Co w czasach biblijnych oznaczało celowe rozdzieranie szat?
W BIBLII opisano wiele sytuacji, w których ktoś rozdarł swoje szaty. Współczesnym czytelnikom takie zachowanie może wydawać się dziwne. Jednak wśród Żydów było ono wyrazem silnych emocji wywołanych rozpaczą, żalem, upokorzeniem, oburzeniem czy też żałobą.
Na przykład Ruben „rozdarł swoje szaty”, gdy odkrył, że jego plan ocalenia brata został udaremniony, ponieważ Józefa sprzedano w niewolę. Ich ojciec, Jakub, „rozdarł swoje płaszcze”, kiedy doszedł do wniosku, że Józefa pożarł dziki zwierz (Rodz. 37:18-35). Hiob „rozdarł swój płaszcz”, gdy mu doniesiono, że zginęły wszystkie jego dzieci (Hioba 1:18-20). Posłaniec „w podartej szacie” poinformował arcykapłana Helego, że Izraelici ponieśli klęskę w bitwie, jego dwóch synów nie żyje, a Arka Przymierza została zdobyta (1 Sam. 4:12-17). Jozjasz „rozdarł swe szaty”, kiedy usłyszał słowa księgi Prawa i uświadomił sobie grzeszny stan ludu (2 Król. 22:8-13).

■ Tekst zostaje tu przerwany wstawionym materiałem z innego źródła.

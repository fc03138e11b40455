#![forbid(unsafe_code)]

//! Typed value extraction for declarative bindings.
//!
//! A declarative binding hands this adapter two inputs: a map-shaped
//! source and a raw key string. The raw key goes through an explicit
//! typed parse step; parse failures, absent inputs, and missing entries
//! all yield `None`, which the binding layer reads as "leave the bound
//! target untouched". No sentinel values cross type boundaries.

use std::marker::PhantomData;
use std::str::FromStr;

use trellis_state::KeyedSource;

/// Extracts values from a [`KeyedSource`] keyed by `K`, where the key
/// arrives as text from a binding expression.
///
/// The key type is fixed per extractor so the parse step is explicit and
/// typed; see [`IntValueExtractor`] and [`StringValueExtractor`] for the
/// common instantiations.
#[derive(Debug, Clone, Copy, Default)]
pub struct ValueExtractor<K> {
    _key: PhantomData<K>,
}

impl<K: FromStr> ValueExtractor<K> {
    /// Create an extractor for key type `K`.
    #[must_use]
    pub fn new() -> Self {
        Self { _key: PhantomData }
    }

    /// Parse a raw key string into `K`, or `None` if it does not parse.
    #[must_use]
    pub fn parse_key(raw: &str) -> Option<K> {
        raw.parse().ok()
    }

    /// Extract the value for `raw_key` from `source`.
    ///
    /// Returns `None` — "do nothing to the binding target" — when the raw
    /// key is absent, fails to parse as `K`, or names no entry.
    #[must_use]
    pub fn extract<V, S>(&self, source: &S, raw_key: Option<&str>) -> Option<V>
    where
        S: KeyedSource<K, V>,
    {
        let key = Self::parse_key(raw_key?)?;
        source.get(&key)
    }
}

/// Extractor for sources keyed by `i32`.
pub type IntValueExtractor = ValueExtractor<i32>;

/// Extractor for sources keyed by `String`.
pub type StringValueExtractor = ValueExtractor<String>;

#[cfg(test)]
mod tests {
    use super::*;
    use std::collections::HashMap;
    use trellis_state::ObservedMap;

    #[test]
    fn extracts_by_parsed_int_key() {
        let mut source = HashMap::new();
        source.insert(7, "seven".to_string());

        let extractor = IntValueExtractor::new();
        assert_eq!(
            extractor.extract(&source, Some("7")),
            Some("seven".to_string())
        );
    }

    #[test]
    fn unparsable_key_yields_none() {
        let mut source = HashMap::new();
        source.insert(7, "seven".to_string());

        let extractor = IntValueExtractor::new();
        assert_eq!(extractor.extract::<String, _>(&source, Some("seven")), None);
    }

    #[test]
    fn absent_raw_key_yields_none() {
        let source: HashMap<i32, String> = HashMap::new();
        let extractor = IntValueExtractor::new();
        assert_eq!(extractor.extract::<String, _>(&source, None), None);
    }

    #[test]
    fn missing_entry_yields_none() {
        let source: HashMap<i32, String> = HashMap::new();
        let extractor = IntValueExtractor::new();
        assert_eq!(extractor.extract::<String, _>(&source, Some("3")), None);
    }

    #[test]
    fn string_keys_pass_through_parse() {
        let mut source = HashMap::new();
        source.insert("name".to_string(), 42);

        let extractor = StringValueExtractor::new();
        assert_eq!(extractor.extract(&source, Some("name")), Some(42));
    }

    #[test]
    fn reads_from_observed_map() {
        let map: ObservedMap<i32, String> = ObservedMap::new();
        map.add(1, "one".to_string()).unwrap();

        let extractor = IntValueExtractor::new();
        assert_eq!(extractor.extract(&map, Some("1")), Some("one".to_string()));
    }
}
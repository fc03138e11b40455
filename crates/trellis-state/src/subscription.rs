#![forbid(unsafe_code)]

//! RAII guard for observer registrations.

/// RAII guard for a registered observer callback.
///
/// The observing side stores callbacks as `Weak` references; the
/// `Subscription` holds the only strong reference. Dropping the guard makes
/// the callback unreachable, so the observed object's next notification
/// cycle fails to upgrade the `Weak` and prunes the entry.
///
/// The guard is type-erased (`Box<dyn Any>`) so one subscription type can
/// serve observers of any callback signature — `Rc<dyn Fn(&T)>` cannot
/// coerce to `Rc<dyn Any>` directly, but boxing the `Rc` itself can.
pub struct Subscription {
    _guard: Box<dyn std::any::Any>,
}

impl Subscription {
    /// Wrap a strong callback reference in a guard.
    ///
    /// Intended for observable types in this workspace; callers hold the
    /// returned guard for as long as they want the callback delivered.
    #[must_use]
    pub fn holding(guard: Box<dyn std::any::Any>) -> Self {
        Self { _guard: guard }
    }
}

impl std::fmt::Debug for Subscription {
    fn fmt(&self, f: &mut std::fmt::Formatter<'_>) -> std::fmt::Result {
        f.debug_struct("Subscription").finish_non_exhaustive()
    }
}
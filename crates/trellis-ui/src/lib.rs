#![forbid(unsafe_code)]

//! UI glue: the thin layer between observable state and a host UI toolkit.
//!
//! # Role in Trellis
//! `trellis-ui` carries the single-purpose adapters a presentation layer
//! needs around `trellis-state`: an action-invocation abstraction with an
//! enablement predicate, keyboard-shortcut binding onto menu models with
//! human-readable gesture labels, a named-resource registry, and a typed
//! value-extraction adapter for declarative bindings.
//!
//! None of this owns an event loop or a terminal. The host polls input,
//! forwards key events to [`Menu::dispatch`], and pushes enablement
//! requery rounds through [`RequeryHub`] when its world changes.

pub mod command;
pub mod extract;
pub mod keys;
pub mod resources;
pub mod shortcut;

#[cfg(test)]
mod property_tests;

pub use command::{Command, RequeryHub};
pub use extract::{IntValueExtractor, StringValueExtractor, ValueExtractor};
pub use keys::{Key, Modifiers};
pub use resources::ResourceRegistry;
pub use shortcut::{Menu, MenuItem, ShortcutError, gesture_label};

Arcykapłan Kajfasz „rozdarł swe szaty wierzchnie” w czasie procesu Jezusa, bo usłyszał coś, co błędnie ocenił jako bluźnierstwo (Mat. 26:59-66). Według tradycji rabinicznej każdy, kto usłyszał bluźnierstwo przeciw imieniu Bożemu, był zobowiązany do rozdarcia swych szat. Po zburzeniu świątyni w Jerozolimie ustalił się jednak inny pogląd rabiniczny, w myśl którego „ten, kto słyszy, jak bluźni się imieniu Bożemu, nie musi rozdzierać swych szat, w przeciwnym razie byłyby one podarte na strzępy”.
Oczywiście rozdarcie szat nie miało w oczach Bożych żadnej wartości, jeśli czyjś żal nie był szczery. Dlatego Jehowa powiedział członkom swojego ludu, by ‛rozdzierali swe serca, a nie szaty, i wrócili do Niego’ (Joela 2:13).